*Task:* Please transcribe exactly, and only, the lines of the data below between the line holding "fn action_lines(registry: &ActionRegistry)" and the line holding "use rusqlite::Connection;", inclusive.

= Beginning of Section =

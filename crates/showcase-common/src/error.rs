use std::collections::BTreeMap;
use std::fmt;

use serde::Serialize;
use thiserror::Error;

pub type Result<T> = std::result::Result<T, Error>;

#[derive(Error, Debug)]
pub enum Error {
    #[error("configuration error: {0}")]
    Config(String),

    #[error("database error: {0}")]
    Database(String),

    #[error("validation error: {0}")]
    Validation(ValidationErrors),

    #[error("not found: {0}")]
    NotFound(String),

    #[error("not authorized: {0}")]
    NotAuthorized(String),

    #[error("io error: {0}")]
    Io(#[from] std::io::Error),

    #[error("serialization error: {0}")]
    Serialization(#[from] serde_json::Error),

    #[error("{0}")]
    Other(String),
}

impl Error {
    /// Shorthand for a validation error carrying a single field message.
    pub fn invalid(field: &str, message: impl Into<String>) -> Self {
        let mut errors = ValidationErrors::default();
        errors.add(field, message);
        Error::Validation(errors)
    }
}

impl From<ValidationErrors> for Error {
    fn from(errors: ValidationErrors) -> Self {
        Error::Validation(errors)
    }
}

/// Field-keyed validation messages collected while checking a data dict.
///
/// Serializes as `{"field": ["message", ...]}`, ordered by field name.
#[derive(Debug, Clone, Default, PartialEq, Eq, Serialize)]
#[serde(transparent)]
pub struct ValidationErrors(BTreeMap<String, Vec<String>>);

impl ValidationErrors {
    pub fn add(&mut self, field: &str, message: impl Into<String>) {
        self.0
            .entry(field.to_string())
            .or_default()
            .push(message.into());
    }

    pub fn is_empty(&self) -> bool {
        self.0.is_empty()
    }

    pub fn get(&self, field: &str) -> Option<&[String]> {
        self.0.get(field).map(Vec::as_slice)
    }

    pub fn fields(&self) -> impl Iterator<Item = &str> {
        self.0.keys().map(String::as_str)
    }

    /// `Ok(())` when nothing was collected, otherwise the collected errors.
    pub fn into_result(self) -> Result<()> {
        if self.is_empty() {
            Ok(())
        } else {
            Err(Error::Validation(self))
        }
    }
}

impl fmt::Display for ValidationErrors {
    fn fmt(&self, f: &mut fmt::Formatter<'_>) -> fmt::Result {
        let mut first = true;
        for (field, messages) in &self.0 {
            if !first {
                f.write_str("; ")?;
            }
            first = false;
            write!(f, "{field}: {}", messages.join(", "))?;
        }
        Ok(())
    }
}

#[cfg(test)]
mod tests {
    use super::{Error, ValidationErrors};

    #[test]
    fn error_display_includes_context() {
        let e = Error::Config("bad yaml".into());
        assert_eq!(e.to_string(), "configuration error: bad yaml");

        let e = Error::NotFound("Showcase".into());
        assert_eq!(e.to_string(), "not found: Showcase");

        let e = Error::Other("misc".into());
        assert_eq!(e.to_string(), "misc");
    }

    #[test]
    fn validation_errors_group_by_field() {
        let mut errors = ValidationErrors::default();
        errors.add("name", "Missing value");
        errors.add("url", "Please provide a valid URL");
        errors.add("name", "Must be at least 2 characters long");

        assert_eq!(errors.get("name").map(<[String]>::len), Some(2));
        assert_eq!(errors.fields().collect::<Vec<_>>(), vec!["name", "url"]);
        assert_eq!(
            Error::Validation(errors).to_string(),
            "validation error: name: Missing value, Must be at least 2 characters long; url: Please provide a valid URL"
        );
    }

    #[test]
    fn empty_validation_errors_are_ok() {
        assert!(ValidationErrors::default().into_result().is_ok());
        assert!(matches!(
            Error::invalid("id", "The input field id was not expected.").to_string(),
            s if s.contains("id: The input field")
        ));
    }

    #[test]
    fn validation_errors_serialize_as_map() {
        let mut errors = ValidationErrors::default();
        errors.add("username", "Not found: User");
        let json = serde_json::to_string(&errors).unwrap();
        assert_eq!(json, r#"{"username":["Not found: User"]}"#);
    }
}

= End of Section =
= Beginning of Section =

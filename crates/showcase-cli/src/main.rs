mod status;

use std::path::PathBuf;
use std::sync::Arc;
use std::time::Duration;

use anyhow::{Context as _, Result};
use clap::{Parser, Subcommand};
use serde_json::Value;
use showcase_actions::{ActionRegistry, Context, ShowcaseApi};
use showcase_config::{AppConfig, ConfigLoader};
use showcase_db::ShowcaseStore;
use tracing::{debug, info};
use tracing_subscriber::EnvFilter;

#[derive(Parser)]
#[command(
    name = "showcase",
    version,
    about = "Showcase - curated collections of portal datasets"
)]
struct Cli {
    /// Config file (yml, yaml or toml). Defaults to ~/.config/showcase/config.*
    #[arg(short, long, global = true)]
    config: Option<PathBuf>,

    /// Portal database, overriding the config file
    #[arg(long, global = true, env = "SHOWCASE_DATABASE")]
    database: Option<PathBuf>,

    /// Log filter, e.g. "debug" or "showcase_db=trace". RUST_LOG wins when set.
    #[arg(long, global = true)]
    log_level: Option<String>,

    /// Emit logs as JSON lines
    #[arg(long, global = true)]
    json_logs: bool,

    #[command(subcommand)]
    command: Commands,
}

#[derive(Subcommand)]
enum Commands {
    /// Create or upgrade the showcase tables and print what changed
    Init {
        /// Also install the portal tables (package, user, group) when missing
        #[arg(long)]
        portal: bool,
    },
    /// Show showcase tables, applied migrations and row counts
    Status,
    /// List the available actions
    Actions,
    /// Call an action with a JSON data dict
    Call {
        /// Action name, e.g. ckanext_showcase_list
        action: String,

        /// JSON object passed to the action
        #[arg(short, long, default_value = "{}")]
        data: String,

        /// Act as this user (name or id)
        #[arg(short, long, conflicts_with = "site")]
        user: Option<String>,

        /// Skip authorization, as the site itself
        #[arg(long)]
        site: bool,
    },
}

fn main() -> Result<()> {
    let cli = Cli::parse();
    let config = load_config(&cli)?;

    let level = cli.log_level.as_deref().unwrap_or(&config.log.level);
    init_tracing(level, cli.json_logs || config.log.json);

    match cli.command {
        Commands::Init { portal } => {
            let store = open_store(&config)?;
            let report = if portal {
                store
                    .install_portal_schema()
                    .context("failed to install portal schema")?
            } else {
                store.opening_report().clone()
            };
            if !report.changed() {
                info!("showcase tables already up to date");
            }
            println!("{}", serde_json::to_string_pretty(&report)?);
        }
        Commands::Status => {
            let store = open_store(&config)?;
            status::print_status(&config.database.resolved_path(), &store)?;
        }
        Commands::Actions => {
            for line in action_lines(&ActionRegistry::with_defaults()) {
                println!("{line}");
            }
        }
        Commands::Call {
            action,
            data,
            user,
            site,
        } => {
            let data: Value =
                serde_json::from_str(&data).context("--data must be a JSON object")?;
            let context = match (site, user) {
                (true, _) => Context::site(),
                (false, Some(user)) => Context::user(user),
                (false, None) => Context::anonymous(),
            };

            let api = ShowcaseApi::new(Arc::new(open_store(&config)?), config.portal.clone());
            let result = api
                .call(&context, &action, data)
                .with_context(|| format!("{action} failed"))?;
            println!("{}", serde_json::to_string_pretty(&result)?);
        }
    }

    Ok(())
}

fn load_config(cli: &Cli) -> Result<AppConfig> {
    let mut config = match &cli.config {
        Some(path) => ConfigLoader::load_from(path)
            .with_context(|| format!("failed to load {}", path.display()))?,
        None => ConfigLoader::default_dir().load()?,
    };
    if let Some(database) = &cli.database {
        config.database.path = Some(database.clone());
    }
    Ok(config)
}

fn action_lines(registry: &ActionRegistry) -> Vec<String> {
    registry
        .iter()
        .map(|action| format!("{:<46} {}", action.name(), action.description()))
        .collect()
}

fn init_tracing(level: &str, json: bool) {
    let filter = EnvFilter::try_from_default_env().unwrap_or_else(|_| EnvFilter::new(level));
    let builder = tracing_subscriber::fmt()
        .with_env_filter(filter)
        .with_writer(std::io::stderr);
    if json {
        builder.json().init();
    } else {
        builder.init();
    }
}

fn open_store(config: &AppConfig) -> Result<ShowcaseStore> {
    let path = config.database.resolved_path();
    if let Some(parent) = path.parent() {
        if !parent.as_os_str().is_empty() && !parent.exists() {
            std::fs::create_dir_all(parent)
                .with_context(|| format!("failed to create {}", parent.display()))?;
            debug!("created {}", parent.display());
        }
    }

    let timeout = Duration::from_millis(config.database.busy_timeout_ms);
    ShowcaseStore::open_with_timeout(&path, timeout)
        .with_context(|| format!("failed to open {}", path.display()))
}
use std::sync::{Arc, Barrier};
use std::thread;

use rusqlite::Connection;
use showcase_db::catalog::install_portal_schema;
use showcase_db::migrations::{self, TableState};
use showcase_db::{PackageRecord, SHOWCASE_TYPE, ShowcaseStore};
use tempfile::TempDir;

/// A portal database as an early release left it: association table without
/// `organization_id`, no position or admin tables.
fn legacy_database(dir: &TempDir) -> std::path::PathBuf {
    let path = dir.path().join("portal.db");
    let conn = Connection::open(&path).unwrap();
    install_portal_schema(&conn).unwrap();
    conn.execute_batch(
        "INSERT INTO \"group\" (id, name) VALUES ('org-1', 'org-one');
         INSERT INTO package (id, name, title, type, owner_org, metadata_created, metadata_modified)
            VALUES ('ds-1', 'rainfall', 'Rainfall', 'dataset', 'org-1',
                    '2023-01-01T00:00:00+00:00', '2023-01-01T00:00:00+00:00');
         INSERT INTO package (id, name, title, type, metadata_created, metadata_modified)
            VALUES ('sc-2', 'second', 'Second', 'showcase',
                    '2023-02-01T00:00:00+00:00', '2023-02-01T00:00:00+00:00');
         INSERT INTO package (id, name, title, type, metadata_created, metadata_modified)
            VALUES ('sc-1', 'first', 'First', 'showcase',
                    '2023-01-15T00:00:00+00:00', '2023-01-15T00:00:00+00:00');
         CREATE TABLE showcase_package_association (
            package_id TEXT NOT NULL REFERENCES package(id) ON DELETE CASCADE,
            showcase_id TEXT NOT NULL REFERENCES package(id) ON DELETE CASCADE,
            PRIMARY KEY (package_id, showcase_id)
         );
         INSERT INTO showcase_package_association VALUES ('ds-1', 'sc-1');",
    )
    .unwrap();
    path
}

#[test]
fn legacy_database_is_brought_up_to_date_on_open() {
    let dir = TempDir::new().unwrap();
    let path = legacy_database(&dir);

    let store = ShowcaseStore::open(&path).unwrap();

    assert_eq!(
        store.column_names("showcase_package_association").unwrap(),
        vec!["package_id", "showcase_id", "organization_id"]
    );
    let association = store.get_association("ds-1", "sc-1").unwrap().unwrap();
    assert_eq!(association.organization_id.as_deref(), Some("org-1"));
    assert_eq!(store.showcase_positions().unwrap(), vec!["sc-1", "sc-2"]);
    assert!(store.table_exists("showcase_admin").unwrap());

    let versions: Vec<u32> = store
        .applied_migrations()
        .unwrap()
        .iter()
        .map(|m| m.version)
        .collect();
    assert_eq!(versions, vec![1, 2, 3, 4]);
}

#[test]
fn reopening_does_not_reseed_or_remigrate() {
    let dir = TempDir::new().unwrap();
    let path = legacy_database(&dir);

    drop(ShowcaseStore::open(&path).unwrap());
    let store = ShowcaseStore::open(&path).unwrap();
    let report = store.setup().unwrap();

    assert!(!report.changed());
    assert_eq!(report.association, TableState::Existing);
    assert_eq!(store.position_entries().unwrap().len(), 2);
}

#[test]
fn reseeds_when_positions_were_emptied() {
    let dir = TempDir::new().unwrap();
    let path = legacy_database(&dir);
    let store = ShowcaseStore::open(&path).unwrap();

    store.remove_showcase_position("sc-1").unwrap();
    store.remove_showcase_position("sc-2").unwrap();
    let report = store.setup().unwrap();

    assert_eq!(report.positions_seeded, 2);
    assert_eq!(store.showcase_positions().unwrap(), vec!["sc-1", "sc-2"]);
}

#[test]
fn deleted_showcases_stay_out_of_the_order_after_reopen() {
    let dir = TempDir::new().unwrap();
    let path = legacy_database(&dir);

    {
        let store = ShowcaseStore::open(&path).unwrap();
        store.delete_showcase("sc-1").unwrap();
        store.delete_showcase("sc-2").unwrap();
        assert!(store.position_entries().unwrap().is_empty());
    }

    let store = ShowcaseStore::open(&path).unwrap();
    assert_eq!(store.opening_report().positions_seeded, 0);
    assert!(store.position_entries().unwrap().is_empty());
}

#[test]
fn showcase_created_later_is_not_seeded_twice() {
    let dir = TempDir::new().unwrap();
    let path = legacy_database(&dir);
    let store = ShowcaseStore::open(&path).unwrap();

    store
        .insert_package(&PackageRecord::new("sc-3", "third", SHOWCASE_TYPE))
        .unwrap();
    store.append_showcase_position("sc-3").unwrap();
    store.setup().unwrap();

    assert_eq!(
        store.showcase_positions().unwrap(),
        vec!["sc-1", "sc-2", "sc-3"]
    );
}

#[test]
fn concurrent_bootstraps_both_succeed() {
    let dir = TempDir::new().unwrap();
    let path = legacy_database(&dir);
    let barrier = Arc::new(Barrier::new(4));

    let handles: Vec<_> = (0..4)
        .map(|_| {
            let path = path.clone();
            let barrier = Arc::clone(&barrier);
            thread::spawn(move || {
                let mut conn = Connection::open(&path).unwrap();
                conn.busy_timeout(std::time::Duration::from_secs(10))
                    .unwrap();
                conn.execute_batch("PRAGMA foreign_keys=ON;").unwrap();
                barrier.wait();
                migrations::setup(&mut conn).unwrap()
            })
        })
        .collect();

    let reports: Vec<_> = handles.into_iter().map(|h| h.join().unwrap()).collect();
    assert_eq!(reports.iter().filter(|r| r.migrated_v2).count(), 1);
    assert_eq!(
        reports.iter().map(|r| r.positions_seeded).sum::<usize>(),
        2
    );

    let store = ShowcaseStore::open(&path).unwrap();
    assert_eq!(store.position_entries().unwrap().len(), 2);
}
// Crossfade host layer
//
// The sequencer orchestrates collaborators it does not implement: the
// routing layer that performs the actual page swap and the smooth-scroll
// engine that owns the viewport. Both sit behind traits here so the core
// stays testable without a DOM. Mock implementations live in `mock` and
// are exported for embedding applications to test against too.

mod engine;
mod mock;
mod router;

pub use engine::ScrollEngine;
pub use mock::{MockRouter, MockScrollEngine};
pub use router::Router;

= End of Section =

*Solution for this exercise:*
fn action_lines(registry: &ActionRegistry) -> Vec<String> {
    registry
        .iter()
        .map(|action| format!("{:<46} {}", action.name(), action.description()))
        .collect()
}

fn init_tracing(level: &str, json: bool) {
    let filter = EnvFilter::try_from_default_env().unwrap_or_else(|_| EnvFilter::new(level));
    let builder = tracing_subscriber::fmt()
        .with_env_filter(filter)
        .with_writer(std::io::stderr);
    if json {
        builder.json().init();
    } else {
        builder.init();
    }
}

fn open_store(config: &AppConfig) -> Result<ShowcaseStore> {
    let path = config.database.resolved_path();
    if let Some(parent) = path.parent() {
        if !parent.as_os_str().is_empty() && !parent.exists() {
            std::fs::create_dir_all(parent)
                .with_context(|| format!("failed to create {}", parent.display()))?;
            debug!("created {}", parent.display());
        }
    }

    let timeout = Duration::from_millis(config.database.busy_timeout_ms);
    ShowcaseStore::open_with_timeout(&path, timeout)
        .with_context(|| format!("failed to open {}", path.display()))
}
use std::sync::{Arc, Barrier};
use std::thread;

use rusqlite::Connection;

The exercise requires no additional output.